Having launched Brown’s Biology Department on a program of undergraduate teaching in conjunction with research, he began the next phase of his career in 1900 with the American Museum of Natural History as assistant to Morris K. Jesup, president of the board of the museum, who promoted him after a year to the position of the first director of the Museum. He felt that the museum belonged to the public, and under his administration exhibits and programs for school children attracted great numbers. But, after the death of Mr. Jesup, a new organization brought about the lessening of his authority and he found a new field in college administration.
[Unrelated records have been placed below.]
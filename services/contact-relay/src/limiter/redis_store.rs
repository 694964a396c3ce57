// SPDX-FileCopyrightText: 2025 Hyperpolymath
// SPDX-License-Identifier: PMPL-1.0-or-later

//! Redis-backed counters shared by every relay instance.

use super::store::{RateLimitRecord, RateLimitStore};
use crate::error::StoreError;
use async_trait::async_trait;
use once_cell::sync::Lazy;
use redis::aio::MultiplexedConnection;
use redis::Script;
use tracing::info;

/// INCR and window expiry in one atomic step; returns `{count, pttl}`.
static INCREMENT_SCRIPT: Lazy<Script> = Lazy::new(|| {
    Script::new(
        r"
local count = redis.call('INCR', KEYS[1])
if count == 1 then
    redis.call('PEXPIRE', KEYS[1], ARGV[1])
end
local ttl = redis.call('PTTL', KEYS[1])
if ttl < 0 then
    redis.call('PEXPIRE', KEYS[1], ARGV[1])
    ttl = tonumber(ARGV[1])
end
return {count, ttl}
",
    )
});

pub struct RedisStore {
    conn: MultiplexedConnection,
}

impl RedisStore {
    pub async fn connect(url: &str) -> Result<Self, StoreError> {
        let client = redis::Client::open(url)?;
        let conn = client.get_multiplexed_tokio_connection().await?;
        info!("Connected to Redis rate limit store");
        Ok(Self { conn })
    }
}

#[async_trait]
impl RateLimitStore for RedisStore {
    async fn increment(
        &self,
        key: &str,
        window_ms: u64,
        now_ms: i64,
    ) -> Result<RateLimitRecord, StoreError> {
        let mut conn = self.conn.clone();
        let (count, ttl_ms): (i64, i64) = INCREMENT_SCRIPT
            .key(key)
            .arg(window_ms)
            .invoke_async(&mut conn)
            .await?;

        Ok(RateLimitRecord {
            count: u32::try_from(count).unwrap_or(u32::MAX),
            window_reset_at: now_ms + ttl_ms.max(0),
        })
    }

    async fn reset(&self, key: &str) -> Result<(), StoreError> {
        let mut conn = self.conn.clone();
        redis::cmd("DEL")
            .arg(key)
            .query_async::<_, ()>(&mut conn)
            .await?;
        Ok(())
    }
}
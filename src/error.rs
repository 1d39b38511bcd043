//! Unified error type for evbridge.
//!
//! Variants carry only fixed-size data so the enum stays `Copy` and can
//! be returned from teardown paths without allocating.

use core::fmt;

/// Error code reported by a native peripheral API.
#[derive(Debug, Clone, Copy, PartialEq, Eq)]
#[cfg_attr(feature = "defmt", derive(defmt::Format))]
pub struct NativeError(pub i32);

impl fmt::Display for NativeError {
    fn fmt(&self, f: &mut fmt::Formatter<'_>) -> fmt::Result {
        write!(f, "native error {}", self.0)
    }
}

/// Top-level error type used across the crate.
#[derive(Debug, Clone, Copy, PartialEq, Eq)]
#[cfg_attr(feature = "defmt", derive(defmt::Format))]
pub enum Error {
    // Lifecycle
    /// The module has not been started (or has been torn down).
    NotRunning,

    /// `start` was called on a module that is running or still stopping.
    AlreadyRunning,

    /// The native library refused to register our callback.
    Attach(NativeError),

    /// The native library did not confirm callback removal. The module
    /// stays in `Stopping`; calling `stop` again retries.
    Detach(NativeError),

    // Registry
    /// No module is registered under the given id or name.
    UnknownModule,

    /// A module with the same name is already registered.
    DuplicateModule,

    /// The registry is at `MAX_MODULES`.
    RegistryFull,
}

impl fmt::Display for Error {
    fn fmt(&self, f: &mut fmt::Formatter<'_>) -> fmt::Result {
        match self {
            Error::NotRunning => f.write_str("module is not running"),
            Error::AlreadyRunning => f.write_str("module is already running"),
            Error::Attach(e) => write!(f, "attach failed: {}", e),
            Error::Detach(e) => write!(f, "detach failed: {}", e),
            Error::UnknownModule => f.write_str("unknown module"),
            Error::DuplicateModule => f.write_str("duplicate module name"),
            Error::RegistryFull => f.write_str("module registry full"),
        }
    }
}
The experience in budgets and dealing with state government which he had acquired at the museum fitted him for his next occupations, business manager of the University of Wisconsin from 1911 to 1914 and president of Tufts College from 1915 to 1919. At Tufts as at Brown, he decided to leave when he had accomplished what he set out to do. His first year at Tufts ended with an increase in enrollment of 25 per cent, the bills paid, and no deficit. He saw Tufts through the war and then resigned to pursue his personal interests. Among these interests was the buildings and remodeling of houses, some of them rather odd. He had a Philippine bungalow on Long Island Sound made from the lumber of the Philippine Hall at the St. Louis Exposition, which he purchased when the fair buildings were auctioned off. He had an Italian villa in a Boston suburb and an old Cape Cod house in Duxbury, Massachusetts. As chairman of the Committee on Outdoor Education of the American Association of Museums, Bumpus devoted his attention to the development of “trailside museums,” a term he coined, in parks and other areas controlled by the National Park Service.
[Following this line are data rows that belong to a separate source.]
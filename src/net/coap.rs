//! CoAP client module: responses to requests issued from script.
//!
//! Requests are sent with a 2-byte token, so responses carrying any other
//! token length are not ours and are ignored in the callback.

use heapless::String;

use crate::config::{COAP_OVERFLOW, COAP_QUEUE_DEPTH};
use crate::engine::ScriptEngine;
use crate::module::{EventSource, Module};
use crate::net::format_ipv4;
use crate::queue::{DropReason, Emit, Producer};
use crate::record::{Event, Field, OwnedBytes, Payload};

pub const NAME: &str = "coap";

/// Option number of Content-Format (RFC 7252 §5.10).
pub const OPTION_CONTENT_FORMAT: u16 = 12;

const TOKEN_LEN: usize = 2;

/// One option of a received packet.
#[derive(Debug, Clone, Copy)]
pub struct CoapOption<'a> {
    pub number: u16,
    pub value: &'a [u8],
}

/// Borrowed view of a packet as the CoAP library hands it to the callback.
#[derive(Debug, Clone, Copy)]
pub struct CoapPacket<'a> {
    pub msg_type: u8,
    /// Response code as `class * 10 + detail` (e.g. 25 for 2.05).
    pub code: u8,
    pub message_id: u16,
    pub token: &'a [u8],
    pub options: &'a [CoapOption<'a>],
    pub payload: &'a [u8],
}

/// `class * 10 + detail` to the RFC 7252 code byte `c.dd`.
pub fn rfc_code(code: u8) -> u8 {
    let class = (code / 10) % 10;
    let detail = code % 10;
    (class << 5) | detail
}

/// Content-Format of the first such option, big-endian, up to 4 bytes.
pub fn content_format(options: &[CoapOption<'_>]) -> Option<u32> {
    options
        .iter()
        .find(|o| o.number == OPTION_CONTENT_FORMAT)
        .map(|o| {
            o.value
                .iter()
                .take(4)
                .fold(0u32, |acc, b| (acc << 8) | u32::from(*b))
        })
}

#[derive(Debug, Clone, PartialEq, Eq)]
pub struct CoapResponse {
    pub msg_type: u8,
    /// RFC 7252 code byte.
    pub code: u8,
    pub message_id: u16,
    pub token: u16,
    pub payload: Option<OwnedBytes>,
    pub content_format: Option<u32>,
    pub remote_ip: String<15>,
    pub remote_port: u16,
}

impl Event for CoapResponse {
    fn name(&self) -> &'static str {
        "response"
    }

    fn payload(&self) -> Option<Payload<'_>> {
        Some(
            Payload::new()
                .with("type", Field::Uint(self.msg_type.into()))
                .with("code", Field::Uint(self.code.into()))
                .with("message_id", Field::Uint(self.message_id.into()))
                .with("token", Field::Uint(self.token.into()))
                .with_opt(
                    "payload",
                    self.payload.as_deref().map(Field::text_or_bytes),
                )
                .with_opt("content_format", self.content_format.map(Field::Uint))
                .with("remote_ip", Field::Text(&self.remote_ip))
                .with("remote_port", Field::Int(self.remote_port.into())),
        )
    }
}

#[derive(Clone)]
pub struct CoapProducer {
    producer: Producer<CoapResponse, COAP_QUEUE_DEPTH>,
}

impl CoapProducer {
    pub fn new(producer: Producer<CoapResponse, COAP_QUEUE_DEPTH>) -> Self {
        Self { producer }
    }

    pub fn on_response(&self, packet: &CoapPacket<'_>, remote_ip: [u8; 4], remote_port: u16) -> Emit {
        if packet.token.len() != TOKEN_LEN {
            return Emit::Dropped(DropReason::Ignored);
        }
        self.producer.emit_with(|| {
            let payload = match packet.payload {
                [] => None,
                bytes => Some(OwnedBytes::try_copy(bytes)?),
            };
            Some(CoapResponse {
                msg_type: packet.msg_type,
                code: rfc_code(packet.code),
                message_id: packet.message_id,
                token: u16::from_be_bytes([packet.token[0], packet.token[1]]),
                payload,
                content_format: content_format(packet.options),
                remote_ip: format_ipv4(remote_ip),
                remote_port,
            })
        })
    }
}

pub type CoapModule<E, S> = Module<E, S, COAP_QUEUE_DEPTH>;

pub fn module<E, S>(source: S) -> CoapModule<E, S>
where
    E: ScriptEngine,
    S: EventSource<COAP_QUEUE_DEPTH, Event = CoapResponse>,
{
    Module::new(NAME, source, COAP_OVERFLOW)
}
His devotion to Brown lasted all his life. He was elected to the Board of Fellows in 1905, and was Secretary of the Corporation from 1924 to 1937. During his retirement Bumpus happened to meet President Faunce on a train, and immediately became involved in a campaign to raise three million dollars in endowment. His creation of “Brown Bear Bonds,” engraved bonds carrying the picture of a bear and certifying one’s contribution, gave impetus to the campaign which was oversubscribed by three quarters of a million. When his weakening heart made it impossible for him to attend meetings of the Corporation, he regretfully wrote to President Wriston on May 22, 1943, presenting his resignation because “I feel that it is selfish for one to retain a nominal position of implied responsibility – may I say honor – and fail to discharge the incident obligations.” He died in Pasadena on June 21, 1943. His old friend Albert Davis Mead summarized his life:

Dr. Bumpus thoroughly enjoyed his stay on this planet, which he found so full of a number of things. He enjoyed pointing out these things in a new light to the men, women, and children, high and low, who were here in his time, and he did not neglect the interests of those yet to arrive.”